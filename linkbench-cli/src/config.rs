//! Configuration loading from linkbench.toml
//!
//! Defaults for the non-swept knobs can live in a `linkbench.toml` file,
//! discovered by walking up from the current directory. CLI flags always
//! win over file values; file values win over built-in defaults.

use serde::{Deserialize, Serialize};
use std::path::Path;

/// Harness configuration.
#[derive(Debug, Clone, Serialize, Deserialize, Default)]
pub struct LinkbenchConfig {
    /// Sweep execution defaults.
    #[serde(default)]
    pub run: RunConfig,
    /// External tool locations and target classification.
    #[serde(default)]
    pub tools: ToolsConfig,
}

/// Sweep execution defaults.
#[derive(Debug, Clone, Serialize, Deserialize)]
pub struct RunConfig {
    /// Timed runs of each target for each test.
    #[serde(default = "default_runs")]
    pub runs: u64,
    /// Directory for work files and results.
    #[serde(default = "default_work_dir")]
    pub work_dir: String,
    /// Name of the program repository file.
    #[serde(default = "default_repo_name")]
    pub repo_name: String,
    /// Target triple passed to the generator.
    #[serde(default = "default_triple")]
    pub triple: String,
    /// Prefix applied to output CSV file names.
    #[serde(default = "default_prefix")]
    pub prefix: String,
}

impl Default for RunConfig {
    fn default() -> Self {
        Self {
            runs: default_runs(),
            work_dir: default_work_dir(),
            repo_name: default_repo_name(),
            triple: default_triple(),
            prefix: default_prefix(),
        }
    }
}

fn default_runs() -> u64 {
    30
}
fn default_work_dir() -> String {
    "gen".to_string()
}
fn default_repo_name() -> String {
    "repo.db".to_string()
}
fn default_triple() -> String {
    "x86_64-pc-linux-gnu-repo".to_string()
}
fn default_prefix() -> String {
    "sweep".to_string()
}

/// External tool locations.
#[derive(Debug, Clone, Serialize, Deserialize)]
pub struct ToolsConfig {
    /// The input-generator executable.
    #[serde(default = "default_generator")]
    pub generator: String,
    /// The ticket-to-object converter executable.
    #[serde(default = "default_converter")]
    pub converter: String,
    /// The target that links tickets directly from the repository; every
    /// other target gets converted object files.
    #[serde(default = "default_direct_linker")]
    pub direct_linker: String,
}

impl Default for ToolsConfig {
    fn default() -> Self {
        Self {
            generator: default_generator(),
            converter: default_converter(),
            direct_linker: default_direct_linker(),
        }
    }
}

fn default_generator() -> String {
    "rld-gen".to_string()
}
fn default_converter() -> String {
    "repo2obj".to_string()
}
fn default_direct_linker() -> String {
    "rld".to_string()
}

impl LinkbenchConfig {
    /// Load configuration from a TOML file.
    pub fn load(path: impl AsRef<Path>) -> anyhow::Result<Self> {
        let content = std::fs::read_to_string(path.as_ref())?;
        let config: Self = toml::from_str(&content)?;
        Ok(config)
    }

    /// Discover and load a `linkbench.toml` by walking up from the current
    /// directory. `None` when no file is found or it fails to parse.
    pub fn discover() -> Option<Self> {
        let mut dir = std::env::current_dir().ok()?;
        loop {
            let config_path = dir.join("linkbench.toml");
            if config_path.exists() {
                return Self::load(&config_path).ok();
            }
            if !dir.pop() {
                break;
            }
        }
        None
    }
}
//! Preset configurations
//!
//! Presets provide complete default configurations for common use cases.

use serde::{Deserialize, Serialize};

/// Configuration preset
#[derive(Debug, Clone, Copy, PartialEq, Eq, Serialize, Deserialize)]
#[serde(rename_all = "lowercase")]
pub enum Preset {
    /// CI/CD: small worklist budget, short access paths
    ///
    /// - max_iterations=100k, k=2, transition traces
    Fast,

    /// Development: balanced budget
    ///
    /// - max_iterations=1M, k=3
    Balanced,

    /// Security audit: large budget, full traces
    ///
    /// - max_iterations=10M, k=5, full traces
    Thorough,

    /// Custom: User-defined (YAML only)
    ///
    /// Starts from balanced defaults.
    Custom,
}

impl Preset {
    /// Parse preset from string
    pub fn from_str(s: &str) -> Result<Self, String> {
        match s.to_lowercase().as_str() {
            "fast" => Ok(Self::Fast),
            "balanced" => Ok(Self::Balanced),
            "thorough" => Ok(Self::Thorough),
            "custom" => Ok(Self::Custom),
            _ => Err(format!(
                "Unknown preset '{}'. Valid presets: fast, balanced, thorough, custom",
                s
            )),
        }
    }

    /// Convert to string
    pub fn as_str(&self) -> &'static str {
        match self {
            Self::Fast => "fast",
            Self::Balanced => "balanced",
            Self::Thorough => "thorough",
            Self::Custom => "custom",
        }
    }
}

impl Default for Preset {
    fn default() -> Self {
        Self::Balanced
    }
}

impl std::fmt::Display for Preset {
    fn fmt(&self, f: &mut std::fmt::Formatter<'_>) -> std::fmt::Result {
        write!(f, "{}", self.as_str())
    }
}
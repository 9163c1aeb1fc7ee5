//! Error types for codegraph-taint
//!
//! Provides unified error handling across the crate.

use thiserror::Error;

use crate::config::ConfigError;
use crate::features::taint_analysis::domain::Symbol;

/// Main error type for taint analysis operations
#[derive(Debug, Error)]
pub enum TaintError {
    /// Cooperative cancellation was observed
    #[error("Analysis cancelled")]
    Cancelled,

    /// A method's control-flow graph references blocks that do not exist
    #[error("Malformed control-flow graph for {method}: {reason}")]
    MalformedCfg { method: Symbol, reason: String },

    /// An actual argument has no corresponding formal parameter
    #[error("Arity mismatch calling {callee}: {arguments} argument(s), {parameters} parameter(s)")]
    ArityMismatch {
        callee: Symbol,
        arguments: usize,
        parameters: usize,
    },

    /// The callee's formal parameters are unknown to the symbol index
    #[error("Missing signature for {0}")]
    MissingSignature(Symbol),

    /// An operation does not have the shape its node kind requires
    #[error("Malformed operation at {node}: {reason}")]
    MalformedOperation { node: String, reason: String },

    /// Node id not present in the ICFG arena
    #[error("Unknown ICFG node #{0}")]
    UnknownNode(u32),

    /// Configuration error
    #[error("Configuration error: {0}")]
    Config(#[from] ConfigError),
}

impl TaintError {
    /// Create a malformed operation error
    pub fn malformed_operation(node: impl ToString, reason: impl Into<String>) -> Self {
        TaintError::MalformedOperation {
            node: node.to_string(),
            reason: reason.into(),
        }
    }

    /// Whether this error aborts the whole run rather than a single edge
    pub fn is_fatal(&self) -> bool {
        matches!(self, TaintError::Cancelled | TaintError::Config(_))
    }
}

/// Result type alias for taint operations
pub type Result<T> = std::result::Result<T, TaintError>;
//! IFDS Configuration System
//!
//! Two tiers, following the pipeline config of the codegraph engine:
//! - Level 1: Preset - one-liner (`IFDSConfig::from_preset(Preset::Fast)`)
//! - Level 2: Builder overrides / YAML (`version: 1` documents)
//!
//! # Examples
//!
//! ```rust,ignore
//! use codegraph_taint::config::{IFDSConfig, Preset};
//!
//! let config = IFDSConfig::from_preset(Preset::Balanced)
//!     .worker_threads(4)
//!     .max_access_path_length(3);
//! config.validate()?;
//!
//! let config = IFDSConfig::from_yaml_file("team-security.yaml")?;
//! ```

pub mod error;
pub mod ifds_config;
pub mod preset;

// Re-exports
pub use error::{ConfigError, ConfigResult};
pub use ifds_config::{IFDSConfig, TraceMode};
pub use preset::Preset;
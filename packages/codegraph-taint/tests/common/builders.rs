//! Program builders
//!
//! Thin layer over `InMemorySymbolIndex` + `StaticTaintPolicy` so tests
//! read like the source programs they model.

use std::sync::Arc;

use codegraph_taint::features::taint_analysis::{
    AccessPath, BasicBlockGraph, EntryPointSeed, IFDSTaintService, InMemorySymbolIndex,
    Invocation, MethodHandle, Operation, Severity, StaticTaintPolicy, Symbol,
    TaintAnalysisReport, Value,
};
use codegraph_taint::{CancellationToken, IFDSConfig};

/// Config used by default in integration tests
pub fn test_config() -> IFDSConfig {
    IFDSConfig::default().worker_threads(2)
}

/// Install a test subscriber once; `RUST_LOG=debug` shows solver rounds
pub fn init_tracing() {
    let _ = tracing_subscriber::fmt()
        .with_env_filter(tracing_subscriber::EnvFilter::from_default_env())
        .with_test_writer()
        .try_init();
}

#[derive(Default)]
pub struct ProgramBuilder {
    pub index: InMemorySymbolIndex,
    policy: StaticTaintPolicy,
}

impl ProgramBuilder {
    pub fn new() -> Self {
        Self::default()
    }

    pub fn method(&mut self, name: &str, parameters: &[&str]) -> MethodHandle {
        self.index.declare_method(name, parameters)
    }

    pub fn local(&mut self, name: &str) -> Symbol {
        self.index.symbol(name)
    }

    /// Straight-line body
    pub fn body(&mut self, method: Symbol, operations: Vec<Operation>) {
        self.index
            .set_body(method, BasicBlockGraph::straight_line(operations));
    }

    pub fn graph(&mut self, method: Symbol, graph: BasicBlockGraph) {
        self.index.set_body(method, graph);
    }

    /// Body-less source method `name()`
    pub fn source(&mut self, name: &str) -> Symbol {
        let method = self.index.declare_method(name, &[]).method;
        self.policy = std::mem::take(&mut self.policy).source(method);
        method
    }

    /// Body-less sink `name(value)` checked on argument 0
    pub fn sink(&mut self, name: &str) -> Symbol {
        let method = self.index.declare_method(name, &["value"]).method;
        self.policy = std::mem::take(&mut self.policy).sink_on(method, vec![0], Severity::High);
        method
    }

    /// Body-less sanitizer `name(value)`
    pub fn sanitizer(&mut self, name: &str) -> Symbol {
        let method = self.index.declare_method(name, &["value"]).method;
        self.policy = std::mem::take(&mut self.policy).sanitizer(method);
        method
    }

    pub fn build(self) -> Program {
        Program {
            index: Arc::new(self.index),
            policy: Arc::new(self.policy),
        }
    }
}

/// Finished program plus its policy
pub struct Program {
    pub index: Arc<InMemorySymbolIndex>,
    pub policy: Arc<StaticTaintPolicy>,
}

impl Program {
    pub fn service(&self, config: IFDSConfig) -> IFDSTaintService {
        IFDSTaintService::new(config, self.index.clone(), self.policy.clone())
            .expect("test config is valid")
    }

    pub fn analyze(&self, seeds: &[EntryPointSeed]) -> TaintAnalysisReport {
        self.analyze_with(test_config(), seeds)
    }

    pub fn analyze_with(&self, config: IFDSConfig, seeds: &[EntryPointSeed]) -> TaintAnalysisReport {
        self.service(config).analyze(seeds, &CancellationToken::new())
    }
}

// ═══════════════════════════════════════════════════════════════════════════
// Operation shorthands
// ═══════════════════════════════════════════════════════════════════════════

/// `target = from`
pub fn copy(target: impl Into<AccessPath>, from: impl Into<AccessPath>) -> Operation {
    Operation::assign(target, Value::path(from))
}

/// `method(args..);`
pub fn call(method: Symbol, args: &[Symbol]) -> Operation {
    Operation::invoke(invocation(method, args))
}

/// `target = method(args..)`
pub fn call_into(target: impl Into<AccessPath>, method: Symbol, args: &[Symbol]) -> Operation {
    Operation::assign(target, Value::Invoke(invocation(method, args)))
}

/// `return value`
pub fn ret(value: Symbol) -> Operation {
    Operation::ret(Some(Value::path(value)))
}

pub fn invocation(method: Symbol, args: &[Symbol]) -> Invocation {
    Invocation::new(method, args.iter().map(|&arg| Value::path(arg)))
}

pub fn nops(count: usize) -> Vec<Operation> {
    (0..count).map(|_| Operation::nop()).collect()
}
//! In-memory [`SymbolIndex`]
//!
//! Programs are declared through a small builder API. Used by front ends
//! that already hold lowered bodies in memory, and by the test suite.
//! Body requests are counted per method so callers can observe how often
//! the engine walked into a method.

use std::sync::Arc;

use dashmap::DashMap;
use rustc_hash::FxHashMap;

use crate::features::taint_analysis::domain::Symbol;
use crate::features::taint_analysis::ports::{BasicBlockGraph, SymbolIndex};

/// Declared method plus its formal parameters
#[derive(Debug, Clone, PartialEq, Eq)]
pub struct MethodHandle {
    pub method: Symbol,
    pub parameters: Vec<Symbol>,
}

impl MethodHandle {
    /// Formal parameter by position
    pub fn param(&self, index: usize) -> Option<Symbol> {
        self.parameters.get(index).copied()
    }
}

#[derive(Debug, Default)]
struct MethodInfo {
    parameters: Option<Vec<Symbol>>,
    this_parameter: Option<Symbol>,
    body: Option<Arc<BasicBlockGraph>>,
    is_virtual: bool,
    is_abstract: bool,
    signature: Option<String>,
    overriders: Vec<Symbol>,
}

#[derive(Debug, Default)]
pub struct InMemorySymbolIndex {
    names: Vec<String>,
    methods: FxHashMap<Symbol, MethodInfo>,
    cfg_requests: DashMap<Symbol, usize>,
}

impl InMemorySymbolIndex {
    pub fn new() -> Self {
        Self::default()
    }

    /// Fresh symbol; names need not be unique
    pub fn symbol(&mut self, name: &str) -> Symbol {
        let symbol = Symbol::new(self.names.len() as u32);
        self.names.push(name.to_string());
        symbol
    }

    /// Declare a method with a known signature and no body yet
    pub fn declare_method(&mut self, name: &str, parameters: &[&str]) -> MethodHandle {
        let method = self.symbol(name);
        let parameters: Vec<Symbol> = parameters.iter().map(|p| self.symbol(p)).collect();
        self.methods.insert(
            method,
            MethodInfo {
                parameters: Some(parameters.clone()),
                ..MethodInfo::default()
            },
        );
        MethodHandle { method, parameters }
    }

    /// Declare a method whose signature is unknown
    pub fn declare_opaque(&mut self, name: &str) -> Symbol {
        let method = self.symbol(name);
        self.methods.insert(method, MethodInfo::default());
        method
    }

    pub fn set_body(&mut self, method: Symbol, body: BasicBlockGraph) {
        self.info_mut(method).body = Some(Arc::new(body));
    }

    /// Give `method` an implicit receiver parameter
    pub fn declare_this(&mut self, method: Symbol) -> Symbol {
        let this = self.symbol("this");
        self.info_mut(method).this_parameter = Some(this);
        this
    }

    pub fn mark_virtual(&mut self, method: Symbol) {
        self.info_mut(method).is_virtual = true;
    }

    /// Abstract methods are virtual
    pub fn mark_abstract(&mut self, method: Symbol) {
        let info = self.info_mut(method);
        info.is_virtual = true;
        info.is_abstract = true;
    }

    pub fn add_override(&mut self, base: Symbol, overrider: Symbol) {
        self.info_mut(base).overriders.push(overrider);
    }

    pub fn set_signature(&mut self, method: Symbol, signature: impl Into<String>) {
        self.info_mut(method).signature = Some(signature.into());
    }

    /// Times the body of `method` was requested
    pub fn cfg_requests(&self, method: Symbol) -> usize {
        self.cfg_requests.get(&method).map(|count| *count).unwrap_or(0)
    }

    pub fn total_cfg_requests(&self) -> usize {
        self.cfg_requests.iter().map(|entry| *entry.value()).sum()
    }

    fn info_mut(&mut self, method: Symbol) -> &mut MethodInfo {
        self.methods.entry(method).or_default()
    }
}

impl SymbolIndex for InMemorySymbolIndex {
    fn control_flow_graph(&self, method: Symbol) -> Option<Arc<BasicBlockGraph>> {
        *self.cfg_requests.entry(method).or_insert(0) += 1;
        self.methods.get(&method).and_then(|info| info.body.clone())
    }

    fn resolve_overrides_or_implementations(&self, method: Symbol) -> Vec<Symbol> {
        self.methods
            .get(&method)
            .map(|info| info.overriders.clone())
            .unwrap_or_default()
    }

    fn is_virtual(&self, method: Symbol) -> bool {
        self.methods.get(&method).is_some_and(|info| info.is_virtual)
    }

    fn is_abstract(&self, method: Symbol) -> bool {
        self.methods.get(&method).is_some_and(|info| info.is_abstract)
    }

    fn parameters(&self, method: Symbol) -> Option<Vec<Symbol>> {
        self.methods.get(&method).and_then(|info| info.parameters.clone())
    }

    fn this_parameter(&self, method: Symbol) -> Option<Symbol> {
        self.methods.get(&method).and_then(|info| info.this_parameter)
    }

    fn display_name(&self, symbol: Symbol) -> String {
        self.names
            .get(symbol.raw() as usize)
            .cloned()
            .unwrap_or_else(|| symbol.to_string())
    }

    fn signature(&self, method: Symbol) -> Option<String> {
        self.methods.get(&method).and_then(|info| info.signature.clone())
    }
}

- What you should do -
Starting with the first line of the entries and ending with the line that has "fn default_work_dir() ->", copy each line exactly and add nothing.

- Solution for this task -
filename linkbench-cli/src/config.rs
//! Configuration loading from linkbench.toml
//!
//! Defaults for the non-swept knobs can live in a `linkbench.toml` file,
//! discovered by walking up from the current directory. CLI flags always
//! win over file values; file values win over built-in defaults.

use serde::{Deserialize, Serialize};
use std::path::Path;

/// Harness configuration.
#[derive(Debug, Clone, Serialize, Deserialize, Default)]
pub struct LinkbenchConfig {
    /// Sweep execution defaults.
    #[serde(default)]
    pub run: RunConfig,
    /// External tool locations and target classification.
    #[serde(default)]
    pub tools: ToolsConfig,
}

/// Sweep execution defaults.
#[derive(Debug, Clone, Serialize, Deserialize)]
pub struct RunConfig {
    /// Timed runs of each target for each test.
    #[serde(default = "default_runs")]
    pub runs: u64,
    /// Directory for work files and results.
    #[serde(default = "default_work_dir")]
    pub work_dir: String,
    /// Name of the program repository file.
    #[serde(default = "default_repo_name")]
    pub repo_name: String,
    /// Target triple passed to the generator.
    #[serde(default = "default_triple")]
    pub triple: String,
    /// Prefix applied to output CSV file names.
    #[serde(default = "default_prefix")]
    pub prefix: String,
}

impl Default for RunConfig {
    fn default() -> Self {
        Self {
            runs: default_runs(),
            work_dir: default_work_dir(),
            repo_name: default_repo_name(),
            triple: default_triple(),
            prefix: default_prefix(),
        }
    }
}

fn default_runs() -> u64 {
    30
}
fn default_work_dir() -> String {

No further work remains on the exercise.